- Born: 21 October 1921 Vienna, Austria
- Died: 21 March 2021 (aged 99)
- Other name: Freddie
- Education: Fitzwilliam College, Cambridge (Ph.D. 1947)
- Scientific career
- Fields: Proteolyic enzymes, fast reaction kinetics
- Institutions: National Institute for Research in Dairying, Shinfield, Berkshire; University of Bristol

= Herbert Gutfreund =

British biochemist (1921–2021)

Herbert Gutfreund (21 October 1921 – 21 March 2021), better known as Freddie Gutfreund, was a British biochemist of Austrian origin, and Emeritus Professor at the University of Bristol. Gutfreund died in March 2021 at the age of 99.

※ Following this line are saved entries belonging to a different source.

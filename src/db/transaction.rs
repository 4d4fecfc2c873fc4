//! Transaction coordinator.
//!
//! Per-connection state machine `Idle <-> InTransaction`, plus the
//! auto-commit policy the executor consults before each statement.
//!
//! Operations on an id take that connection's lock for their duration and
//! never touch any other connection.

use crate::db::adapter::{self, TxEnd};
use crate::db::registry::{ConnectionRegistry, ConnectionState, SharedState};
use crate::db::statement;
use crate::error::{DbError, DbResult};
use clap::ValueEnum;
use schemars::JsonSchema;
use serde::{Deserialize, Serialize};
use tracing::{info, warn};

/// When the executor opens a transaction implicitly.
#[derive(
    Debug, Clone, Copy, PartialEq, Eq, Default, Serialize, Deserialize, JsonSchema, ValueEnum,
)]
#[serde(rename_all = "lowercase")]
pub enum AutoCommitPolicy {
    /// Never open one; the backend commits each statement.
    #[default]
    Auto,
    /// Open one before the first statement; everything accumulates until
    /// an explicit commit or rollback.
    Off,
    /// Open one only before a non-SELECT statement.
    Smart,
}

impl AutoCommitPolicy {
    /// Whether a transaction must be opened before running `sql`.
    pub fn should_begin(self, in_transaction: bool, sql: &str) -> bool {
        if in_transaction {
            return false;
        }
        match self {
            Self::Auto => false,
            Self::Off => true,
            Self::Smart => !statement::is_select_like(sql),
        }
    }
}

impl std::fmt::Display for AutoCommitPolicy {
    fn fmt(&self, f: &mut std::fmt::Formatter<'_>) -> std::fmt::Result {
        match self {
            Self::Auto => write!(f, "auto"),
            Self::Off => write!(f, "off"),
            Self::Smart => write!(f, "smart"),
        }
    }
}

/// Drives begin/commit/rollback against the registry's connections.
#[derive(Debug, Clone)]
pub struct TransactionCoordinator {
    registry: ConnectionRegistry,
}

impl TransactionCoordinator {
    pub fn new(registry: ConnectionRegistry) -> Self {
        Self { registry }
    }

    async fn live_state(&self, connection_id: &str) -> DbResult<SharedState> {
        self.registry
            .get_state(connection_id)
            .await
            .ok_or_else(|| DbError::connection_not_live(connection_id))
    }

    /// Begin a transaction. Returns false (no-op) if one is already open.
    pub async fn begin_transaction(&self, connection_id: &str) -> DbResult<bool> {
        let shared = self.live_state(connection_id).await?;
        let mut state = shared.lock().await;
        self.begin_locked(&mut state).await
    }

    /// Commit. Returns false (no-op) if no transaction is open.
    pub async fn commit_transaction(&self, connection_id: &str) -> DbResult<bool> {
        let shared = self.live_state(connection_id).await?;
        let mut state = shared.lock().await;
        self.end_locked(&mut state, TxEnd::Commit).await
    }

    /// Roll back. Returns false (no-op) if no transaction is open.
    pub async fn rollback_transaction(&self, connection_id: &str) -> DbResult<bool> {
        let shared = self.live_state(connection_id).await?;
        let mut state = shared.lock().await;
        self.end_locked(&mut state, TxEnd::Rollback).await
    }

    /// Begin on a state whose lock the caller already holds.
    pub(crate) async fn begin_locked(&self, state: &mut ConnectionState) -> DbResult<bool> {
        if state.in_transaction() {
            return Ok(false);
        }
        let tx = adapter::begin(state.main_mut()?).await?;
        state.mark_begun(tx);
        info!(
            connection_id = %state.connection_id(),
            db_type = %state.db_type(),
            "Transaction started"
        );
        self.registry.notify_changed();
        Ok(true)
    }

    /// Commit or roll back on a state whose lock the caller already holds.
    ///
    /// On failure the transaction flag is left as it was, so the state can
    /// be inspected rather than assumed closed.
    pub(crate) async fn end_locked(
        &self,
        state: &mut ConnectionState,
        end: TxEnd,
    ) -> DbResult<bool> {
        if !state.in_transaction() {
            return Ok(false);
        }
        let uncommitted = state.uncommitted_count();
        let tx = state.take_tx();
        let result = adapter::end_transaction(state.main_mut()?, tx, end).await;

        match result {
            Ok(()) => {
                state.mark_ended();
                match end {
                    TxEnd::Commit => info!(
                        connection_id = %state.connection_id(),
                        uncommitted,
                        "Transaction committed"
                    ),
                    TxEnd::Rollback => info!(
                        connection_id = %state.connection_id(),
                        uncommitted,
                        "Transaction rolled back"
                    ),
                }
                self.registry.notify_changed();
                Ok(true)
            }
            Err(e) => {
                warn!(
                    connection_id = %state.connection_id(),
                    error = %e,
                    "Transaction end failed; state left open"
                );
                Err(e)
            }
        }
    }
}
//! Database layer.
//!
//! - `adapter`: one uniform async surface over the PostgreSQL, MySQL and
//!   SQLite drivers
//! - `registry`: live connections keyed by profile id
//! - `transaction`: begin/commit/rollback and the auto-commit policy
//! - `executor`: the query pipeline
//! - `types`: result normalization and type-name tables
//! - `statement`: lightweight SQL sniffing
//! - `schema`: schema and table browsing

pub mod adapter;
pub mod executor;
pub mod registry;
pub mod schema;
pub mod statement;
pub mod transaction;
pub mod types;

pub use adapter::{BackendHandle, TxEnd};
pub use executor::QueryExecutor;
pub use registry::{ConnectionRegistry, ConnectionState, DisconnectReport, SharedState};
pub use schema::SchemaBrowser;
pub use transaction::{AutoCommitPolicy, TransactionCoordinator};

== Early life and education ==

Gutfreund was born on 21 October 1921 in Vienna to a middle-class professional family, the son of Clara (Pisko) and Paul Gutfreund. His father was a civil engineer, and on his mother's side there were several scientists including the physicist Karl Weissenberg. He had all his early education in Vienna. However, the political turmoil of the 1930s forced him to leave Austria for England after the Anschluss of 1938. He joined an agricultural training scheme and became an accomplished dairyman. His interest in physiology was stimulated by reading Principles of General Physiology by William Bayliss and he was much influenced by it. He earned his doctorate at Fitzwilliam College, Cambridge in 1947.

== Career ==
After several years at the National Institute for Research in Dairying in Shinfield, Berkshire, Gutfreund spent most of his career at the University of Bristol, where he worked on proteolytic enzymes, including chymotrypsin and trypsin, and was especially active in using methods of studying fast reactions to study enzyme mechanisms. In this connection he developed and improved apparatus for that purpose. Although in his first book he had suggested that metabolite channelling (direct transfer of intermediates between enzymes) might occur, in his later years he became hostile to this notion, particularly in relation to glycolysis.

== Textbooks ==
Gutfreund is also known for his textbooks on various aspects of enzyme catalysis:
- An Introduction to the Study of Enzymes.
- Enzymes: Physical Principles.
- Biochemical Evolution.
- Biothermodynamics: The Study of Biochemical Processes at Equilibrium. with John Edsall
- Kinetics for the Life Sciences: Receptors, Transmitters and Catalysts.

== Honours ==
He was elected to the Royal Society in 1981.